Mohon tunggu...
Syahiduz Zaman
Syahiduz Zaman Mohon Tunggu... Dosen - UIN Maulana Malik Ibrahim Malang

Penyuka permainan bahasa, logika dan berpikir lateral, seorang dosen dan peneliti, pemerhati masalah-masalah pendidikan, juga pengamat politik.

Selanjutnya

Tutup

Film Pilihan

Review Film "Everly" (2014)

26 Juli 2024   06:23 Diperbarui: 26 Juli 2024   06:34 65
+
Laporkan Konten
Laporkan Akun
Kompasiana adalah platform blog. Konten ini menjadi tanggung jawab bloger dan tidak mewakili pandangan redaksi Kompas.
Lihat foto
Salma Hayek bersama suaminya Franois-Henri Pinault, Sabtu 6 November 2021. (Sumber: IG/@salmahayek via Tempo.co)

Pada hari Kamis, 25 Juli 2024 pukul 23.00, salah satu stasiun televisi tanah air menayangkan film berjudul "Everly". Berikut review film "Everly".

***

Film "Everly" yang dirilis pada tahun 2014 di bawah arahan sutradara Joe Lynch, menampilkan Salma Hayek sebagai karakter utama yang berjuang untuk bertahan hidup dalam sebuah apartemen dikepung pembunuh bayaran. Dalam film ini, terdapat tema utama yang menarik untuk dibahas: pertarungan perempuan untuk mempertahankan martabat dan keluarga di tengah kondisi paling brutal.

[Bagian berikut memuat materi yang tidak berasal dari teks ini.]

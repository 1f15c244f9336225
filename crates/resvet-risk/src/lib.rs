//! Risk and trust scoring over extraction and verification records.
//!
//! Combines employer registration reports and candidate identity reports
//! into a 0-100 trust score, a severity-sorted list of risk flags, an
//! overall risk level, and a one-paragraph summary. Everything in this
//! crate is a pure function; all I/O happens upstream.

pub mod engine;
pub mod types;

pub use engine::{
    analyze_risk, calculate_trust_score, detect_risk_flags, generate_summary, risk_level,
};
pub use types::{RiskAssessment, RiskLevel, RiskLevelInfo, ScoreDetail};
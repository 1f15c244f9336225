use std::collections::BTreeMap;
use std::path::Path;

use serde::{Deserialize, Serialize};

use crate::ConfigError;

/// Default vocabulary shipped with the repository.
const BUNDLED_VOCABULARY: &str = include_str!("../../../config/vocabulary.yaml");

/// Fixed-vocabulary lookup data for entity extraction and skill matching.
///
/// Loaded once at startup from YAML; all entries are lowercased on load so
/// matching code never has to normalize twice.
#[derive(Debug, Clone, Serialize, Deserialize)]
pub struct Vocabulary {
    pub job_titles: Vec<String>,
    pub tech_skills: Vec<String>,
    pub degrees: Vec<String>,
    pub fields_of_study: Vec<String>,
    pub senior_title_markers: Vec<String>,
    pub known_languages: Vec<String>,
    /// Framework/tool name mapped to the repository languages that evidence it.
    pub skill_languages: BTreeMap<String, Vec<String>>,
}

impl Vocabulary {
    /// Load and validate a vocabulary from a YAML file.
    ///
    /// # Errors
    ///
    /// Returns `ConfigError` if the file cannot be read, parsed, or fails
    /// validation.
    pub fn load(path: &Path) -> Result<Self, ConfigError> {
        let content = std::fs::read_to_string(path).map_err(|e| ConfigError::VocabularyIo {
            path: path.display().to_string(),
            source: e,
        })?;
        Self::from_yaml(&content)
    }

    /// Parse the vocabulary bundled into the binary.
    ///
    /// # Errors
    ///
    /// Returns `ConfigError` if the bundled file fails to parse or validate;
    /// that indicates a broken build rather than a runtime condition.
    pub fn bundled() -> Result<Self, ConfigError> {
        Self::from_yaml(BUNDLED_VOCABULARY)
    }

    fn from_yaml(content: &str) -> Result<Self, ConfigError> {
        let mut vocabulary: Vocabulary = serde_yaml::from_str(content)?;
        vocabulary.normalize();
        vocabulary.validate()?;
        Ok(vocabulary)
    }

    /// Expected repository languages for a framework/tool skill, if mapped.
    #[must_use]
    pub fn expected_languages(&self, skill: &str) -> Option<&[String]> {
        self.skill_languages
            .get(&skill.to_lowercase())
            .map(Vec::as_slice)
    }

    /// Whether a skill name is itself a repository language.
    #[must_use]
    pub fn is_known_language(&self, skill: &str) -> bool {
        let lower = skill.to_lowercase();
        self.known_languages.iter().any(|l| *l == lower)
    }

    fn normalize(&mut self) {
        for list in [
            &mut self.job_titles,
            &mut self.tech_skills,
            &mut self.degrees,
            &mut self.fields_of_study,
            &mut self.senior_title_markers,
            &mut self.known_languages,
        ] {
            for entry in list.iter_mut() {
                *entry = entry.trim().to_lowercase();
            }
        }
        self.skill_languages = self
            .skill_languages
            .iter()
            .map(|(skill, langs)| {
                (
                    skill.trim().to_lowercase(),
                    langs.iter().map(|l| l.trim().to_lowercase()).collect(),
                )
            })
            .collect();
    }

    fn validate(&self) -> Result<(), ConfigError> {
        let lists: [(&str, &Vec<String>); 6] = [
            ("job_titles", &self.job_titles),
            ("tech_skills", &self.tech_skills),
            ("degrees", &self.degrees),
            ("fields_of_study", &self.fields_of_study),
            ("senior_title_markers", &self.senior_title_markers),
            ("known_languages", &self.known_languages),
        ];
        for (name, list) in lists {
            if list.is_empty() {
                return Err(ConfigError::Validation(format!(
                    "vocabulary list '{name}' must not be empty"
                )));
            }
            if list.iter().any(String::is_empty) {
                return Err(ConfigError::Validation(format!(
                    "vocabulary list '{name}' contains a blank entry"
                )));
            }
        }
        for (skill, langs) in &self.skill_languages {
            if skill.is_empty() || langs.is_empty() {
                return Err(ConfigError::Validation(
                    "skill_languages entries must have a name and at least one language"
                        .to_string(),
                ));
            }
        }
        Ok(())
    }
}

#[cfg(test)]
mod tests {
    use super::*;

    #[test]
    fn bundled_vocabulary_parses() {
        let vocabulary = Vocabulary::bundled().unwrap();
        assert!(vocabulary.job_titles.contains(&"software engineer".into()));
        assert!(vocabulary.tech_skills.contains(&"node.js".into()));
        assert!(vocabulary.degrees.contains(&"b.tech".into()));
    }

    #[test]
    fn entries_are_lowercased() {
        let vocabulary = Vocabulary::from_yaml(
            "job_titles: [\"Software Engineer\"]\n\
             tech_skills: [Python]\n\
             degrees: [BS]\n\
             fields_of_study: [\"Computer Science\"]\n\
             senior_title_markers: [Senior]\n\
             known_languages: [Python]\n\
             skill_languages: {Django: [Python]}\n",
        )
        .unwrap();
        assert_eq!(vocabulary.job_titles, vec!["software engineer"]);
        assert_eq!(
            vocabulary.expected_languages("DJANGO"),
            Some(&["python".to_string()][..])
        );
    }

    #[test]
    fn empty_list_fails_validation() {
        let result = Vocabulary::from_yaml(
            "job_titles: []\n\
             tech_skills: [python]\n\
             degrees: [bs]\n\
             fields_of_study: [computer science]\n\
             senior_title_markers: [senior]\n\
             known_languages: [python]\n\
             skill_languages: {}\n",
        );
        assert!(matches!(result, Err(ConfigError::Validation(_))));
    }

    #[test]
    fn known_language_lookup_is_case_insensitive() {
        let vocabulary = Vocabulary::bundled().unwrap();
        assert!(vocabulary.is_known_language("Python"));
        assert!(vocabulary.is_known_language("RUST"));
        assert!(!vocabulary.is_known_language("cobol"));
    }

    #[test]
    fn framework_map_covers_spec_examples() {
        let vocabulary = Vocabulary::bundled().unwrap();
        let react = vocabulary.expected_languages("react").unwrap();
        assert!(react.contains(&"javascript".to_string()));
        let django = vocabulary.expected_languages("django").unwrap();
        assert_eq!(django, &["python".to_string()][..]);
    }
}
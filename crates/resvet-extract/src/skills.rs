//! Fixed-vocabulary job-title and skill scanning.

use regex::Regex;
use resvet_core::{title_case, Vocabulary};

pub(crate) struct SkillPatterns {
    /// Vocabulary skill paired with its tolerant matcher.
    skills: Vec<(String, Regex)>,
    /// Vocabulary title paired with a case-recovering matcher.
    titles: Vec<(String, Regex)>,
}

const MAX_TITLES: usize = 5;

impl SkillPatterns {
    pub(crate) fn new(vocabulary: &Vocabulary) -> Self {
        let skills = vocabulary
            .tech_skills
            .iter()
            .map(|skill| (skill.clone(), skill_regex(skill)))
            .collect();
        let titles = vocabulary
            .job_titles
            .iter()
            .map(|title| {
                let pattern = format!("(?i){}", regex::escape(title));
                (title.clone(), Regex::new(&pattern).expect("valid regex"))
            })
            .collect();
        Self { skills, titles }
    }

    /// Titles found in the text, original casing, vocabulary order, max 5.
    pub(crate) fn extract_job_titles(&self, text: &str) -> Vec<String> {
        let mut found = Vec::new();
        for (_, regex) in &self.titles {
            if let Some(m) = regex.find(text) {
                let extracted = m.as_str().to_string();
                if !found.contains(&extracted) {
                    found.push(extracted);
                }
            }
            if found.len() == MAX_TITLES {
                break;
            }
        }
        found
    }

    /// Skills found in the text, Title Cased and deduplicated. No cap beyond
    /// the vocabulary size.
    pub(crate) fn extract_skills(&self, text: &str) -> Vec<String> {
        let lower = text.to_lowercase();
        let mut found = Vec::new();
        for (skill, regex) in &self.skills {
            if regex.is_match(&lower) {
                let display = title_case(skill);
                if !found.contains(&display) {
                    found.push(display);
                }
            }
        }
        found
    }
}

/// Build a word-bounded matcher that tolerates written variants: a period in
/// the vocabulary entry matches a period, a space, or nothing, and a hyphen
/// matches a hyphen, a space, or nothing — so `node.js` also matches
/// `nodejs` and `node js`.
fn skill_regex(skill: &str) -> Regex {
    let escaped = regex::escape(skill);
    let tolerant = escaped.replace(r"\.", r"[.\s]?").replace('-', r"[\-\s]?");
    Regex::new(&format!(r"\b{tolerant}\b")).expect("valid regex")
}

#[cfg(test)]
mod tests {
    use super::*;

    fn patterns() -> SkillPatterns {
        SkillPatterns::new(&Vocabulary::bundled().unwrap())
    }

    #[test]
    fn node_js_variants_all_match() {
        for text in ["built with node.js", "built with nodejs", "built with node js"] {
            let skills = patterns().extract_skills(text);
            assert!(
                skills.contains(&"Node.Js".to_string()),
                "expected node.js match in {text:?}, got {skills:?}"
            );
        }
    }

    #[test]
    fn skills_deduplicated() {
        let skills = patterns().extract_skills("Python python PYTHON");
        assert_eq!(
            skills.iter().filter(|s| s.as_str() == "Python").count(),
            1
        );
    }

    #[test]
    fn substring_does_not_match_across_word_boundary() {
        // "r" is a vocabulary language but must not match inside "rust".
        let skills = patterns().extract_skills("rust only");
        assert!(skills.contains(&"Rust".to_string()));
        assert!(!skills.contains(&"R".to_string()));
    }

    #[test]
    fn titles_keep_document_casing_and_cap_at_five() {
        let text = "SOFTWARE ENGINEER, data scientist, devops engineer, \
                    product manager, tech lead, qa engineer, cloud architect";
        let titles = patterns().extract_job_titles(text);
        assert_eq!(titles.len(), 5);
        assert!(titles.contains(&"SOFTWARE ENGINEER".to_string()));
        assert!(titles.contains(&"data scientist".to_string()));
    }

}
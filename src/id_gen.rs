use uuid::Uuid;

/// Unique id for a knowledge node (UUID v4 hex, 32 chars).
pub fn node_id() -> String {
    Uuid::new_v4().simple().to_string()
}

/// Unique id for a knowledge edge (UUID v4 hex, 32 chars).
pub fn edge_id() -> String {
    Uuid::new_v4().simple().to_string()
}

/// Unique id for a memory (UUID v4 hex, 32 chars).
pub fn memory_id() -> String {
    Uuid::new_v4().simple().to_string()
}

#[cfg(test)]
mod tests {
    use super::*;

    #[test]
    fn test_ids_are_unique() {
        let a = memory_id();
        let b = memory_id();
        assert_ne!(a, b);
        assert_eq!(a.len(), 32);
        assert_ne!(node_id(), edge_id());
    }
}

Salma Hayek memerankan Everly, seorang wanita yang terjebak dalam dunia kriminal keras sebagai budak seks yang terpaksa menghadapi para pembunuh yang brutal. Film ini diawali dengan adegan yang sangat intens, di mana Everly harus bertarung nyawa demi menyelamatkan ibu dan anaknya. Ini mencerminkan representasi perjuangan wanita dalam keadaan terdesak, di mana mereka sering kali ditampilkan sebagai simbol ketahanan dan kekuatan moral, meskipun berada dalam situasi yang mengerikan.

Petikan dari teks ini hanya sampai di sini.